EXERCISE DIRECTIONS:
Work through the data and report how many lines include the string "debug", giving the number alone.

INFORMATION PROVIDED:
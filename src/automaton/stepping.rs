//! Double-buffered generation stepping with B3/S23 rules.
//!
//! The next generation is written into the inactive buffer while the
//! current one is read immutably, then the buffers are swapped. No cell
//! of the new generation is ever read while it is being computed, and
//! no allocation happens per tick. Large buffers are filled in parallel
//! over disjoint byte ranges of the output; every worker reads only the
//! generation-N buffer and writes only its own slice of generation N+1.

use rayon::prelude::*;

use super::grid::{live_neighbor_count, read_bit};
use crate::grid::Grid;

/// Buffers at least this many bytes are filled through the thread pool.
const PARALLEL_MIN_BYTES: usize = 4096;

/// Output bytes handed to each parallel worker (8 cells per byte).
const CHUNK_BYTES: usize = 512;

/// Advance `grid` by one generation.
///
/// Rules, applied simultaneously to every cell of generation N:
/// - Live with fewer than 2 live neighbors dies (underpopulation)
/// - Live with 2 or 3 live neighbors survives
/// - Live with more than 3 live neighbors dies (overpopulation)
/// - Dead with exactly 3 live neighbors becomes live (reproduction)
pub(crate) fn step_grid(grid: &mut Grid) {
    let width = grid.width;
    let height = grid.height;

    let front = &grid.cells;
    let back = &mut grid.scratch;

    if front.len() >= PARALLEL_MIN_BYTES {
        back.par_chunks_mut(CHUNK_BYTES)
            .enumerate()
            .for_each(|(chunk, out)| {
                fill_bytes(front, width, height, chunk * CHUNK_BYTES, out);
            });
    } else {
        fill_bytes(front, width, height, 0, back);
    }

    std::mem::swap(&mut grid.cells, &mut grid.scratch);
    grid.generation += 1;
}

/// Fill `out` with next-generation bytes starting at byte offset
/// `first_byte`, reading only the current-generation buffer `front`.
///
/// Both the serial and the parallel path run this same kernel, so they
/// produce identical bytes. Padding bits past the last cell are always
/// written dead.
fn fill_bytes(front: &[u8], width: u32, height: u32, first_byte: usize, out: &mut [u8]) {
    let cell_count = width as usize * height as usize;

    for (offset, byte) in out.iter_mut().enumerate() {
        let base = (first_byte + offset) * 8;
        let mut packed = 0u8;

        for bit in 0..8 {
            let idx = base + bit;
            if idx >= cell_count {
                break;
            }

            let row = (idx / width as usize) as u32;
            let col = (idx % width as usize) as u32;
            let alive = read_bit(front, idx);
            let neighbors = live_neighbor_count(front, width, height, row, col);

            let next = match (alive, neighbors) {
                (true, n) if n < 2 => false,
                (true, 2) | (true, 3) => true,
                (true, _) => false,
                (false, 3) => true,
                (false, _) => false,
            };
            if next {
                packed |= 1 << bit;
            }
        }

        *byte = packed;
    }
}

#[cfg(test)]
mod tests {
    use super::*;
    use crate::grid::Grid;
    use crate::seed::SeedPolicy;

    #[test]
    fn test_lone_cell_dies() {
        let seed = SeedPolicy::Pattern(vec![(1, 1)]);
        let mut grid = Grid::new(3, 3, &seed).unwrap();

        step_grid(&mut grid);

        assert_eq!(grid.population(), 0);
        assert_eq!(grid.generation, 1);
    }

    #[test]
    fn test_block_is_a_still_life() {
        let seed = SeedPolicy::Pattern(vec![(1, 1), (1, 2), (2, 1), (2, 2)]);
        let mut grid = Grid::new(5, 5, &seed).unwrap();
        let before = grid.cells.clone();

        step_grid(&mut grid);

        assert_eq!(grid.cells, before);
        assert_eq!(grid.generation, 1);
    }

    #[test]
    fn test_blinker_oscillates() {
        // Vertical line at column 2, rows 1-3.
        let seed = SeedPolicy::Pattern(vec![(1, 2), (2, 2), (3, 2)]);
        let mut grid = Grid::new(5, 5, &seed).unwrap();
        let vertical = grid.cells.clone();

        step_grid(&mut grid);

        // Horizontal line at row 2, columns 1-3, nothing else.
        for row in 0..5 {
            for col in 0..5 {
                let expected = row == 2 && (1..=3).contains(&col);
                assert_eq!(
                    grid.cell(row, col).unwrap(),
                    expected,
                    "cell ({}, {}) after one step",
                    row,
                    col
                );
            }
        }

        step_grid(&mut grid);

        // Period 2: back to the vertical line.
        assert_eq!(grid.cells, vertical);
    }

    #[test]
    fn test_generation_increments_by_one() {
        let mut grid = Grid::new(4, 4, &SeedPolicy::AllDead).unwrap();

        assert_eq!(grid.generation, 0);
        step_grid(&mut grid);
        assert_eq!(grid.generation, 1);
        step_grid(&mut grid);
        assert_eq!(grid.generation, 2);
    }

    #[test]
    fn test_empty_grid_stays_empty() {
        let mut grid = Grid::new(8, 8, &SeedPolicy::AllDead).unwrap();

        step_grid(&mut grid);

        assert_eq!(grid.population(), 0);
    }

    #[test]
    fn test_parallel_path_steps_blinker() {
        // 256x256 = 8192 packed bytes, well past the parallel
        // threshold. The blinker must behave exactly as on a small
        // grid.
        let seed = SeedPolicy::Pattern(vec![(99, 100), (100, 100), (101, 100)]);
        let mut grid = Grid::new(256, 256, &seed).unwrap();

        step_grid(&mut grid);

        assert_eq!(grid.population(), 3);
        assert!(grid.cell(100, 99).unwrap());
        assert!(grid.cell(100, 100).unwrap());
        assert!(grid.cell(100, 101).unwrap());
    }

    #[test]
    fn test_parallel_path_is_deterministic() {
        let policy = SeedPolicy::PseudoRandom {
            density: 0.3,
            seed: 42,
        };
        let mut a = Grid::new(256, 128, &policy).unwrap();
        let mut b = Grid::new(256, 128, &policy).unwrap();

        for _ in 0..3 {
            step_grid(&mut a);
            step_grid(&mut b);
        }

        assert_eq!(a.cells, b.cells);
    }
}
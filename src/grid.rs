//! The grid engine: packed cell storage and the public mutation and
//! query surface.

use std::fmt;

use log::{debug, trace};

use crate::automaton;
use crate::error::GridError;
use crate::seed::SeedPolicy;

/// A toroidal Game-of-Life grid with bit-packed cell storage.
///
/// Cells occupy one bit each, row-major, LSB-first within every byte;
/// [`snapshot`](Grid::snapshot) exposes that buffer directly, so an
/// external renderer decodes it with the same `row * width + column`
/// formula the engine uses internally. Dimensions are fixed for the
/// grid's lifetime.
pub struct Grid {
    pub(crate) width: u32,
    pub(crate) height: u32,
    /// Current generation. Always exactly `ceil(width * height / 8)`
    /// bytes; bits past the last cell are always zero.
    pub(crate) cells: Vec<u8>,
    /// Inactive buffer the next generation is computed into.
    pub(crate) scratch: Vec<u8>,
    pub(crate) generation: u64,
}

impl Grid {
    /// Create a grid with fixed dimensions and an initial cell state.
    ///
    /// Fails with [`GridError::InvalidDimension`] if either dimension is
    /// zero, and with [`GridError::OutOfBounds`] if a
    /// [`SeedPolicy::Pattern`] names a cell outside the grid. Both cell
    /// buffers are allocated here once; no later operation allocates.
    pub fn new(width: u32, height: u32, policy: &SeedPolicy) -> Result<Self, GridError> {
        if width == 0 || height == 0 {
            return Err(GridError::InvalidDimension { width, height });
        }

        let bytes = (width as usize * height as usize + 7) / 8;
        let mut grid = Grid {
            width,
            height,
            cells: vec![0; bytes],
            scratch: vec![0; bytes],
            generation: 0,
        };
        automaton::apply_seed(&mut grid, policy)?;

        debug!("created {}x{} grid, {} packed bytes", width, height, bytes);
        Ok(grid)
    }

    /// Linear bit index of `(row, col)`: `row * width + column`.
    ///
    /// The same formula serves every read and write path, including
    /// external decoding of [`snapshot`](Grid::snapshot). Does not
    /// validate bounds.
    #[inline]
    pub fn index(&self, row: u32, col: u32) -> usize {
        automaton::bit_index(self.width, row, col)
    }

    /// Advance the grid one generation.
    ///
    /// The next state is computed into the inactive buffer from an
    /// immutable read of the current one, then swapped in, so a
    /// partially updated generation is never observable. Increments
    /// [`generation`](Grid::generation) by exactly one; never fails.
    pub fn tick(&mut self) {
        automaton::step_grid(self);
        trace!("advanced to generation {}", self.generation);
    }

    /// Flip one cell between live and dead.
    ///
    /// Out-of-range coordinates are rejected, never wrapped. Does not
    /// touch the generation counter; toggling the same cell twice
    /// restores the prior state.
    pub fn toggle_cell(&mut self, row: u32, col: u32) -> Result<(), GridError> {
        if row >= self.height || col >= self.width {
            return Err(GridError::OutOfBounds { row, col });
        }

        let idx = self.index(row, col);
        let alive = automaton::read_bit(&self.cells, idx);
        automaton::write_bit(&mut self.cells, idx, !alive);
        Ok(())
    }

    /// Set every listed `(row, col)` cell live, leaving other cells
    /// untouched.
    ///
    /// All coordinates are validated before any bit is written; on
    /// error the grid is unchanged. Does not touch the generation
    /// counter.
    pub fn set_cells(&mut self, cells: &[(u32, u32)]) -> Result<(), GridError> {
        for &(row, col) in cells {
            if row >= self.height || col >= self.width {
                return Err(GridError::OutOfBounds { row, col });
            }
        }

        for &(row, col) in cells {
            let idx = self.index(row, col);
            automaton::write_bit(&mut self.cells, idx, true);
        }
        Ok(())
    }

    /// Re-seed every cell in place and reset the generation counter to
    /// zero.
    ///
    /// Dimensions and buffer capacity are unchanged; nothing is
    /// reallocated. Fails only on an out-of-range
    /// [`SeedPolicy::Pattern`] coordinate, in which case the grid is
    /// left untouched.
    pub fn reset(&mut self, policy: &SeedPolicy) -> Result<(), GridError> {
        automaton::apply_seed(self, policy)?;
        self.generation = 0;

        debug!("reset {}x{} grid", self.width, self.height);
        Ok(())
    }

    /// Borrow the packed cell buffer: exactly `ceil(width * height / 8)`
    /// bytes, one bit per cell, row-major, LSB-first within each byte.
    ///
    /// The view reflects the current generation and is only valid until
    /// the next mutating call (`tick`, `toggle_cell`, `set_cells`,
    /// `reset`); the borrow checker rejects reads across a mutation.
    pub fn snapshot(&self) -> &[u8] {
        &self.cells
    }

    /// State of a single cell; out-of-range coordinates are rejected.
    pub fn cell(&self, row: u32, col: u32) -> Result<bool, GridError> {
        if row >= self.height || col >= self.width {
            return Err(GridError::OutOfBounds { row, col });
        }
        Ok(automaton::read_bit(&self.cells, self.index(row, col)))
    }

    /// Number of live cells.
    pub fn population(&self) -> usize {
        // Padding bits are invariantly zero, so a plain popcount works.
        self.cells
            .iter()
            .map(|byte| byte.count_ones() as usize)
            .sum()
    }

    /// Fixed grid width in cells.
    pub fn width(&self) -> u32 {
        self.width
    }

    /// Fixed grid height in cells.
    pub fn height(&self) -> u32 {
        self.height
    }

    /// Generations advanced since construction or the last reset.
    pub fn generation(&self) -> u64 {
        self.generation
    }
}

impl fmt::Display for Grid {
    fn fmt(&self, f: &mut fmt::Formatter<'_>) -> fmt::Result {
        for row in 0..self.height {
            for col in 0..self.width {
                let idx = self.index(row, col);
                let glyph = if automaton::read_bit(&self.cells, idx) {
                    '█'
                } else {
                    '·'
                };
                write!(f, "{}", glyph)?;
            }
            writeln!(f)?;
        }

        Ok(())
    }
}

ANSWER AREA:
3